Lines from the beginning of the entries up to and including the one with "u64) -> Result<Vec<Leave>, HrmError>;" must be duplicated word for word; leave out all others.

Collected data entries
# # # #

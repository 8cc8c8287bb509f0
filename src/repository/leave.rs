use crate::error::HrmError;
use crate::model::leave::{Leave, LeaveStatus};
use async_trait::async_trait;
use chrono::NaiveDate;
use sqlx::MySqlPool;

#[async_trait]
pub trait LeaveRepository: Send + Sync {
    /// Persists a pending draft and returns the stored row.
    async fn create(&self, leave: &Leave) -> Result<Leave, HrmError>;
    async fn get_by_id(&self, id: u64) -> Result<Leave, HrmError>;
    async fn get_by_user(&self, user_id: u64) -> Result<Vec<Leave>, HrmError>;
    /// Leaves of a user whose [start_date, end_date] intersects the given
    /// inclusive range, regardless of status.
    async fn get_overlapping(
        &self,
        user_id: u64,
        start: NaiveDate,
        end: NaiveDate,
    ) -> Result<Vec<Leave>, HrmError>;
    async fn get_by_status(&self, status: LeaveStatus) -> Result<Vec<Leave>, HrmError>;
    async fn get_all(&self) -> Result<Vec<Leave>, HrmError>;
    /// Approved leaves of a user whose start date falls in the given year.
    async fn get_approved_in_year(&self, user_id: u64, year: i32)
        -> Result<Vec<Leave>, HrmError>;
    async fn update(&self, leave: &Leave) -> Result<(), HrmError>;
    async fn delete(&self, id: u64) -> Result<(), HrmError>;
}

pub struct MySqlLeaveRepository {
    pool: MySqlPool,
}

impl MySqlLeaveRepository {
    pub fn new(pool: MySqlPool) -> Self {
        Self { pool }
    }
}

#[async_trait]
impl LeaveRepository for MySqlLeaveRepository {
    async fn create(&self, leave: &Leave) -> Result<Leave, HrmError> {
        let result = sqlx::query(
            "INSERT INTO leaves \
             (user_id, leave_type, status, start_date, end_date, days, reason, description) \
             VALUES (?, ?, ?, ?, ?, ?, ?, ?)",
        )
        .bind(leave.user_id)
        .bind(leave.leave_type)
        .bind(leave.status)
        .bind(leave.start_date)
        .bind(leave.end_date)
        .bind(leave.days)
        .bind(&leave.reason)
        .bind(&leave.description)
        .execute(&self.pool)
        .await?;

        self.get_by_id(result.last_insert_id()).await
    }

    async fn get_by_id(&self, id: u64) -> Result<Leave, HrmError> {
        sqlx::query_as::<_, Leave>("SELECT * FROM leaves WHERE id = ?")
            .bind(id)
            .fetch_optional(&self.pool)
            .await?
            .ok_or(HrmError::LeaveNotFound)
    }

    async fn get_by_user(&self, user_id: u64) -> Result<Vec<Leave>, HrmError> {
        let leaves = sqlx::query_as::<_, Leave>(
            "SELECT * FROM leaves WHERE user_id = ? ORDER BY created_at DESC",
        )
        .bind(user_id)
        .fetch_all(&self.pool)
        .await?;
        Ok(leaves)
    }

    async fn get_overlapping(
        &self,
        user_id: u64,
        start: NaiveDate,
        end: NaiveDate,
    ) -> Result<Vec<Leave>, HrmError> {
        // Two closed ranges intersect iff each starts before the other ends.
        let leaves = sqlx::query_as::<_, Leave>(
            "SELECT * FROM leaves WHERE user_id = ? AND start_date <= ? AND end_date >= ? \
             ORDER BY created_at DESC",
        )
        .bind(user_id)
        .bind(end)
        .bind(start)
        .fetch_all(&self.pool)
        .await?;
        Ok(leaves)
    }

    async fn get_by_status(&self, status: LeaveStatus) -> Result<Vec<Leave>, HrmError> {
        let leaves = sqlx::query_as::<_, Leave>(
            "SELECT * FROM leaves WHERE status = ? ORDER BY created_at DESC",
        )
        .bind(status)
        .fetch_all(&self.pool)
        .await?;
        Ok(leaves)
    }

    async fn get_all(&self) -> Result<Vec<Leave>, HrmError> {
        let leaves =
            sqlx::query_as::<_, Leave>("SELECT * FROM leaves ORDER BY created_at DESC")
                .fetch_all(&self.pool)
                .await?;
        Ok(leaves)
    }

    async fn get_approved_in_year(
        &self,
        user_id: u64,
        year: i32,
    ) -> Result<Vec<Leave>, HrmError> {
        let leaves = sqlx::query_as::<_, Leave>(
            "SELECT * FROM leaves WHERE user_id = ? AND status = 'approved' \
             AND start_date BETWEEN ? AND ?",
        )
        .bind(user_id)
        .bind(NaiveDate::from_ymd_opt(year, 1, 1).unwrap_or_default())
        .bind(NaiveDate::from_ymd_opt(year, 12, 31).unwrap_or_default())
        .fetch_all(&self.pool)
        .await?;
        Ok(leaves)
    }

    async fn update(&self, leave: &Leave) -> Result<(), HrmError> {
        let result = sqlx::query(
            "UPDATE leaves SET leave_type = ?, status = ?, start_date = ?, end_date = ?, \
             days = ?, reason = ?, description = ?, approved_by = ?, approved_at = ?, \
             rejected_by = ?, rejected_at = ?, reject_reason = ? WHERE id = ?",
        )
        .bind(leave.leave_type)
        .bind(leave.status)
        .bind(leave.start_date)
        .bind(leave.end_date)
        .bind(leave.days)
        .bind(&leave.reason)
        .bind(&leave.description)
        .bind(leave.approved_by)
        .bind(leave.approved_at)
        .bind(leave.rejected_by)
        .bind(leave.rejected_at)
        .bind(&leave.reject_reason)
        .bind(leave.id)
        .execute(&self.pool)
        .await?;

        if result.rows_affected() == 0 {
            return Err(HrmError::LeaveNotFound);
        }
        Ok(())
    }

    async fn delete(&self, id: u64) -> Result<(), HrmError> {
        let result = sqlx::query("DELETE FROM leaves WHERE id = ?")
            .bind(id)
            .execute(&self.pool)
            .await?;

        if result.rows_affected() == 0 {
            return Err(HrmError::LeaveNotFound);
        }
        Ok(())
    }
}
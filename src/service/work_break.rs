use crate::error::HrmError;
use crate::model::work_break::Break;
use crate::repository::{AttendanceRepository, BreakRepository};
use chrono::{DateTime, Utc};
use std::sync::Arc;
use tracing::info;

/// Owns break start/end transitions inside an attendance day. Every
/// mutation ends with the parent attendance's work hours recomputed so
/// the derived field never goes stale.
pub struct BreakService {
    break_repo: Arc<dyn BreakRepository>,
    attendance_repo: Arc<dyn AttendanceRepository>,
}

impl BreakService {
    pub fn new(
        break_repo: Arc<dyn BreakRepository>,
        attendance_repo: Arc<dyn AttendanceRepository>,
    ) -> Self {
        Self {
            break_repo,
            attendance_repo,
        }
    }

    pub async fn create_break(
        &self,
        attendance_id: u64,
        start_time: DateTime<Utc>,
        reason: &str,
    ) -> Result<Break, HrmError> {
        self.attendance_repo.get_by_id(attendance_id).await?;

        if self
            .break_repo
            .get_active_by_attendance(attendance_id)
            .await?
            .is_some()
        {
            return Err(HrmError::BreakInProgress);
        }

        let break_item = self
            .break_repo
            .create(attendance_id, start_time, reason)
            .await?;

        self.recompute_parent_hours(attendance_id).await?;

        info!(attendance_id, break_id = break_item.id, "break started");
        Ok(break_item)
    }

    pub async fn end_break(
        &self,
        break_id: u64,
        end_time: DateTime<Utc>,
    ) -> Result<Break, HrmError> {
        let mut break_item = self.break_repo.get_by_id(break_id).await?;

        if break_item.is_ended() {
            return Err(HrmError::BreakAlreadyEnded);
        }
        if end_time < break_item.start_time {
            return Err(HrmError::InvalidBreakTime);
        }

        break_item.end_time = Some(end_time);
        break_item.calculate_duration();
        self.break_repo.update(&break_item).await?;

        self.recompute_parent_hours(break_item.attendance_id).await?;

        info!(
            break_id,
            minutes = break_item.duration_minutes,
            "break ended"
        );
        Ok(break_item)
    }

    pub async fn get_break_by_id(&self, id: u64) -> Result<Break, HrmError> {
        self.break_repo.get_by_id(id).await
    }

    pub async fn get_breaks_by_attendance_id(
        &self,
        attendance_id: u64,
    ) -> Result<Vec<Break>, HrmError> {
        self.attendance_repo.get_by_id(attendance_id).await?;
        self.break_repo.get_by_attendance(attendance_id).await
    }

    pub async fn get_all_breaks(&self) -> Result<Vec<Break>, HrmError> {
        self.break_repo.get_all().await
    }

    /// Edits a break. Omitted fields keep their stored values; duration
    /// and the parent's hours are recomputed afterwards.
    pub async fn update_break(
        &self,
        id: u64,
        start_time: Option<DateTime<Utc>>,
        end_time: Option<DateTime<Utc>>,
        reason: Option<String>,
    ) -> Result<Break, HrmError> {
        let mut break_item = self.break_repo.get_by_id(id).await?;

        if let Some(start) = start_time {
            break_item.start_time = start;
        }
        if end_time.is_some() {
            break_item.end_time = end_time;
        }
        if let Some(reason) = reason {
            break_item.reason = reason;
        }
        if let Some(end) = break_item.end_time {
            if end < break_item.start_time {
                return Err(HrmError::InvalidBreakTime);
            }
        }

        break_item.calculate_duration();
        self.break_repo.update(&break_item).await?;

        self.recompute_parent_hours(break_item.attendance_id).await?;
        Ok(break_item)
    }

    pub async fn delete_break(&self, id: u64) -> Result<(), HrmError> {
        let break_item = self.break_repo.get_by_id(id).await?;
        let attendance_id = break_item.attendance_id;

        self.break_repo.delete(id).await?;
        self.recompute_parent_hours(attendance_id).await
    }

    /// Re-reads the attendance (with its current breaks) and persists
    /// the freshly computed total.
    async fn recompute_parent_hours(&self, attendance_id: u64) -> Result<(), HrmError> {
        let mut attendance = self.attendance_repo.get_by_id(attendance_id).await?;
        attendance.calculate_work_hours();
        self.attendance_repo.update(&attendance).await
    }
}
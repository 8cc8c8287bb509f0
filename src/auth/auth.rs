use crate::config::Config;
use crate::models::{Claims, TokenType};
use actix_web::{dev::Payload, error::ErrorUnauthorized, web::Data, FromRequest, HttpRequest};
use futures::future::{ready, Ready};
use jsonwebtoken::{decode, DecodingKey, Validation};

/// Identity of the caller, decoded from the bearer token. Extracted
/// directly in handlers that need to know who is asking.
#[derive(Debug, Clone)]
pub struct AuthUser {
    pub user_id: u64,
    pub email: String,
}

impl FromRequest for AuthUser {
    type Error = actix_web::Error;
    type Future = Ready<Result<Self, Self::Error>>;

    fn from_request(req: &HttpRequest, _: &mut Payload) -> Self::Future {
        let token = match req
            .headers()
            .get("Authorization")
            .and_then(|h| h.to_str().ok())
            .and_then(|h| h.strip_prefix("Bearer "))
        {
            Some(t) => t,
            None => return ready(Err(ErrorUnauthorized("Missing token"))),
        };

        let config = match req.app_data::<Data<Config>>() {
            Some(c) => c,
            None => {
                return ready(Err(actix_web::error::ErrorInternalServerError(
                    "Config missing",
                )))
            }
        };

        let data = match decode::<Claims>(
            token,
            &DecodingKey::from_secret(config.jwt_secret.as_bytes()),
            &Validation::default(),
        ) {
            Ok(d) => d,
            Err(_) => return ready(Err(ErrorUnauthorized("Invalid token"))),
        };

        if data.claims.token_type != TokenType::Access {
            return ready(Err(ErrorUnauthorized("Not an access token")));
        }

        ready(Ok(AuthUser {
            user_id: data.claims.user_id,
            email: data.claims.sub,
        }))
    }
}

# # # #

> Reply to the exercise:
repository 8cc8c8287bb509f0
filename src/repository/leave.rs
use crate::error::HrmError;
use crate::model::leave::{Leave, LeaveStatus};
use async_trait::async_trait;
use chrono::NaiveDate;
use sqlx::MySqlPool;

#[async_trait]
pub trait LeaveRepository: Send + Sync {
    /// Persists a pending draft and returns the stored row.
    async fn create(&self, leave: &Leave) -> Result<Leave, HrmError>;
    async fn get_by_id(&self, id: u64) -> Result<Leave, HrmError>;
    async fn get_by_user(&self, user_id: u64) -> Result<Vec<Leave>, HrmError>;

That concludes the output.